Transaction Update

Transaction Update

Mercator Gold Plc

MERCATOR GOLD plc
(“Mercator Gold”, “Mercator” or “the Company”)

AIM: MCR
US OTC: MTGDY

London 6 April 2010

Transaction Update

Mercator Gold plc is pleased to advise that pursuant to the terms of the heads of agreement (“Heads of Agreement”) with THEMAC Resources Group Ltd (“THEMAC”) announced on 16 March 2010, US$850,000 was last week advanced (“the Advance”) by the THEMAC to Mercator’s wholly owned subsidiary New Mexico Copper Corporation (“NMCC”) to enable NMCC to make a payment of the same amount due on 31 March in respect of the exercise of its exclusive option to acquire a 100% interest in the Copper Flat copper-gold-molybdenum-silver project (“Copper Flat”) in New Mexico, USA.

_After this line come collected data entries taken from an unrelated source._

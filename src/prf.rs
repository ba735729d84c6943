//! The keyed pseudo-random function FF1 mixes into each Feistel round.
//!
//! `mac` is AES-128-CBC-MAC with an implicit zero IV: the message is chained
//! through CBC encryption and only the final ciphertext block is kept. `ciph`
//! is the single-block special case used by [`crate::expand`] to produce the
//! counter-mode-style expansion blocks.

use crate::aes128::{Cipher, BLOCK_SIZE};

/// Computes AES-128-CBC-MAC(key, message). `message.len()` must be a
/// positive multiple of 16; the key schedule is cloned once and chained
/// across every block, so the cost is one AES encryption per block.
pub(crate) fn mac(cipher: &Cipher, message: &[u8]) -> [u8; BLOCK_SIZE] {
    debug_assert!(!message.is_empty() && message.len() % BLOCK_SIZE == 0);

    let mut c = cipher.clone();
    let mut out = [0u8; BLOCK_SIZE];
    for block in message.chunks_exact(BLOCK_SIZE) {
        c.encrypt_block(block, &mut out);
    }
    out
}

/// A single AES-128 encryption under the FF1 key, i.e. CBC-MAC of one block.
pub(crate) fn ciph(cipher: &Cipher, block: &[u8; BLOCK_SIZE]) -> [u8; BLOCK_SIZE] {
    mac(cipher, block)
}

#[cfg(test)]
mod tests {
    use super::*;

    #[test]
    fn deterministic_and_reused_schedule() {
        let cipher = Cipher::new(&[0u8; 16]).unwrap();
        let block = [0u8; BLOCK_SIZE];

        let r1 = ciph(&cipher, &block);
        let r2 = ciph(&cipher, &block);
        assert_eq!(r1, r2);
    }

    #[test]
    fn mac_of_multiple_blocks_chains() {
        let cipher = Cipher::new(&[0u8; 16]).unwrap();
        let one_block = [0u8; BLOCK_SIZE];
        let two_blocks = [0u8; BLOCK_SIZE * 2];

        assert_ne!(mac(&cipher, &one_block), mac(&cipher, &two_blocks));
    }
}
//! Expands a single PRF output block into a `d`-byte string.
//!
//! `S = R || AES_K(R ^ J_1) || AES_K(R ^ J_2) || ...`, truncated to `d`
//! bytes, where `J_j` is the 16-byte big-endian encoding of `j` (12 zero
//! bytes followed by a 4-byte big-endian word). `d` is always at least 16,
//! so `R` alone already covers the `d <= 16` case.

use crate::aes128::{Cipher, BLOCK_SIZE};
use crate::prf;

use byteorder::{BigEndian, ByteOrder};

pub(crate) fn expand(cipher: &Cipher, r: &[u8; BLOCK_SIZE], d: usize) -> Vec<u8> {
    let cnt = (d + BLOCK_SIZE - 1) / BLOCK_SIZE - 1;

    let mut s = Vec::with_capacity((cnt + 1) * BLOCK_SIZE);
    s.extend_from_slice(r);

    for j in 1..=cnt {
        let mut block = *r;
        let w = BigEndian::read_u32(&block[BLOCK_SIZE - 4..]);
        BigEndian::write_u32(&mut block[BLOCK_SIZE - 4..], w ^ j as u32);
        s.extend_from_slice(&prf::ciph(cipher, &block));
    }

    s.truncate(d);
    s
}

#[cfg(test)]
mod tests {
    use super::*;

    #[test]
    fn d_of_16_is_just_r() {
        let cipher = Cipher::new(&[0u8; 16]).unwrap();
        let r = [7u8; BLOCK_SIZE];
        assert_eq!(expand(&cipher, &r, 16), r.to_vec());
    }

    #[test]
    fn truncates_to_requested_length() {
        let cipher = Cipher::new(&[0u8; 16]).unwrap();
        let r = [3u8; BLOCK_SIZE];
        let s = expand(&cipher, &r, 20);
        assert_eq!(s.len(), 20);
        assert_eq!(&s[..16], &r[..]);
    }

    #[test]
    fn larger_d_pulls_in_more_blocks() {
        let cipher = Cipher::new(&[0u8; 16]).unwrap();
        let r = [9u8; BLOCK_SIZE];
        let s = expand(&cipher, &r, 48);
        assert_eq!(s.len(), 48);
        // the two expansion blocks must differ (distinct counters)
        assert_ne!(&s[16..32], &s[32..48]);
    }
}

Under the Heads of Agreement, Mercator is to sell its entire interest in NMCC to THEMAC (“the Transaction”), a company listed on the TSX Venture Exchange (ticker: MAC.H). Mercator is to receive as consideration 10.5 million fully paid shares in THEMAC and 10.5 million warrants valid for five years and exercisable on a one for one basis at C$0.28 per share. Completion of the Transaction is expected in May or June of this year.

Following the completion of the Transaction it is the intention of THEMAC (subject to the outcome of all necessary feasibility, financing and permitting steps) to make all required payments to exercise NMCC’s option over Copper Flat and to progress the project to production.

THEMAC is to fund or reimburse all expenditure by Mercator and/or NMCC in relation to the Copper Flat project from the date of the Heads of Agreement until the completion of the Transaction, including any payments to exercise NMCC’s option over Copper Flat that fall due.

The subscription by Mercator and its nominees for 5.5 million units of THEMAC at C$0.15 per unit, each unit to consist of one share and one warrant valid for one year and exercisable on a one for one basis at C$0.28 (“the Initial Placing”), is in the process of being completed. Mercator has subscribed for 4 million units in the Initial Placing and has transferred funds in respect of this subscription to THEMAC.

Mercator’s Shareholding in THEMAC

As a result of the Transaction, Mercator will not be responsible for the purchase and development costs of Copper Flat but will retain, through its shareholding in THEMAC, a very substantial interest in the project.

Mercator will hold up to 29 million shares in THEMAC following completion of the Transaction, taking into account all shares expected to be acquired by the Company by means of the Initial Placing and as consideration for the Transaction and assuming the exercise of all warrants expected to be acquired by the Company.

It is anticipated that following completion of the Transaction THEMAC will have a maximum of approximately 70.1 million shares in issue. On this basis, Mercator’s shareholding in THEMAC would equal up to approximately 41.4% of THEMAC’s issued share capital.

Completion of the Transaction is conditional on the completion of a second placing (“the Second Placing”) of units of THEMAC sufficient to raise C$5 million at a minimum placing price of C$0.50 per unit, each unit to consist of one share and one warrant valid for one year and exercisable on a one for one basis at a price sufficient to raise C$10 million should all the warrants be exercised.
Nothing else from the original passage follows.